Post on [http://startupers.com](http://startupers.com) under "talent"

Go on angel.co, create a profile. Go here:
[https://angel.co/jobs](https://angel.co/jobs) >> sort jobs by your field and
start connecting with startups. Follow people on there and start building
relationships.

[http://www.cofounderslab.com](http://www.cofounderslab.com) another site for
finding cofounders

[http://startupweekend.org](http://startupweekend.org) \- find a
startupweekend event in your area ... amazing place to meet hackers,
entrepreneurs and smart people. Network, network, network.

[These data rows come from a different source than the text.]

use crate::error::{MembershipError, Result};
use crate::membership::utils::{ensure, get_str, MAX_HOST_LENGTH};
use bytes::{Buf, BufMut};
use num_enum::{IntoPrimitive, TryFromPrimitive};
use serde::{Deserialize, Serialize};
use std::convert::TryFrom;
use std::fmt;

/// Which of a peer's three sockets an [`Endpoint`] describes. The tag goes on the wire, so the
/// endpoints of a record may arrive in any order.
#[derive(
  Serialize,
  Deserialize,
  Hash,
  PartialEq,
  Eq,
  Ord,
  PartialOrd,
  Clone,
  Copy,
  Debug,
  IntoPrimitive,
  TryFromPrimitive,
)]
#[repr(u8)]
pub enum EndpointType {
  Client = 0,
  Management = 1,
  Replication = 2,
}

/// A host and port. Peers are identified and ordered by their management endpoint, so the
/// derived order (host bytes, then port) is the order of every [`PeerList`].
///
/// [`PeerList`]: crate::membership::PeerList
#[derive(Serialize, Deserialize, Hash, PartialEq, Eq, Ord, PartialOrd, Clone, Debug, Default)]
pub struct Endpoint {
  host: String,
  port: u16,
}
impl Endpoint {
  /// type:u8 port:i32 hostLen:u16
  pub const HEADER_SIZE: usize = 7;
  pub const MAX_LENGTH: usize = Self::HEADER_SIZE + MAX_HOST_LENGTH;

  pub fn new<S: Into<String>>(host: S, port: u16) -> Result<Endpoint> {
    let host = host.into();
    if host.len() > MAX_HOST_LENGTH {
      return Err(MembershipError::HostTooLong {
        len: host.len(),
        max: MAX_HOST_LENGTH,
      });
    }
    Ok(Endpoint {
      host: host,
      port: port,
    })
  }

  pub fn host(&self) -> &str {
    &self.host
  }

  pub fn port(&self) -> u16 {
    self.port
  }

  pub fn wrap(&mut self, other: &Endpoint) {
    self.host.clear();
    self.host.push_str(&other.host);
    self.port = other.port;
  }

  pub fn encoded_len(&self) -> usize {
    Self::HEADER_SIZE + self.host.len()
  }

  pub(crate) fn write<B: BufMut>(&self, tpe: EndpointType, buf: &mut B) {
    buf.put_u8(tpe.into());
    buf.put_i32(self.port as i32);
    buf.put_u16(self.host.len() as u16);
    buf.put_slice(self.host.as_bytes());
  }

  pub(crate) fn read(buf: &mut &[u8]) -> Result<(EndpointType, Endpoint)> {
    let (tpe, port, host_len) = Self::read_header(buf)?;
    let host = get_str(buf, host_len, "endpoint host")?;
    Ok((
      tpe,
      Endpoint {
        host: host,
        port: port,
      },
    ))
  }

  /// Reads an endpoint without copying the host out of the buffer.
  pub(crate) fn read_borrowed<'a>(buf: &mut &'a [u8]) -> Result<(EndpointType, &'a [u8], u16)> {
    let (tpe, port, host_len) = Self::read_header(buf)?;
    ensure(buf, host_len)?;
    let host = &buf[..host_len];
    buf.advance(host_len);
    Ok((tpe, host, port))
  }

  fn read_header(buf: &mut &[u8]) -> Result<(EndpointType, u16, usize)> {
    ensure(buf, Self::HEADER_SIZE)?;
    let tag = buf.get_u8();
    let tpe = EndpointType::try_from(tag).map_err(|_| MembershipError::UnknownEndpointType(tag))?;
    let raw_port = buf.get_i32();
    let port = u16::try_from(raw_port).map_err(|_| MembershipError::InvalidPort(raw_port))?;
    let host_len = buf.get_u16() as usize;
    if host_len > MAX_HOST_LENGTH {
      return Err(MembershipError::HostTooLong {
        len: host_len,
        max: MAX_HOST_LENGTH,
      });
    }
    Ok((tpe, port, host_len))
  }
}
impl fmt::Display for Endpoint {
  fn fmt(&self, f: &mut fmt::Formatter<'_>) -> fmt::Result {
    write!(f, "{}:{}", self.host, self.port)
  }
}

#[test]
fn test_endpoint_host_bound() {
  let long = "h".repeat(MAX_HOST_LENGTH + 1);
  assert_eq!(
    Endpoint::new(long, 1),
    Err(MembershipError::HostTooLong {
      len: MAX_HOST_LENGTH + 1,
      max: MAX_HOST_LENGTH
    })
  );
  assert!(Endpoint::new("h".repeat(MAX_HOST_LENGTH), 1).is_ok());
}

#[test]
fn test_endpoint_order() {
  let a = Endpoint::new("10.0.0.1", 51016).unwrap();
  let b = Endpoint::new("10.0.0.1", 51017).unwrap();
  let c = Endpoint::new("10.0.0.2", 80).unwrap();
  assert!(a < b);
  assert!(b < c);
}

#[test]
fn test_endpoint_rejects_bad_tags() {
  let ep = Endpoint::new("localhost", 26502).unwrap();
  let mut buf = Vec::new();
  ep.write(EndpointType::Replication, &mut buf);
  assert_eq!(buf.len(), ep.encoded_len());
  let mut slice = &buf[..];
  assert_eq!(
    Endpoint::read(&mut slice),
    Ok((EndpointType::Replication, ep.clone()))
  );
  assert!(slice.is_empty());

  buf[0] = 9;
  assert_eq!(
    Endpoint::read(&mut &buf[..]),
    Err(MembershipError::UnknownEndpointType(9))
  );

  buf[0] = EndpointType::Client.into();
  buf[1..5].copy_from_slice(&(-1i32).to_be_bytes());
  assert_eq!(
    Endpoint::read(&mut &buf[..]),
    Err(MembershipError::InvalidPort(-1))
  );
}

[http://foundershookup.com/](http://foundershookup.com/) \- another founder
matching site

[http://www.reddit.com/r/forhire/](http://www.reddit.com/r/forhire/) \-- post
here info about you and what your looking for

[http://www.indeed.com/](http://www.indeed.com/) \- search for keywords + your
area..example cofounder, nyc or partner nyc, or biz dev nyc and reach out to
job posts. I've used this method for making connections to startups and the
founders

[https://angel.co/people](https://angel.co/people) \- forgot this one...great
way to find people with any skills, interests, location etc.

Ill add to this as I can think of more

------
andrewhillman
What were your previous startups in? Consumer? Enterprise? Perhaps you can
start writing about your failures to connect with more technical people.

------
marcomassaro
Emailed you.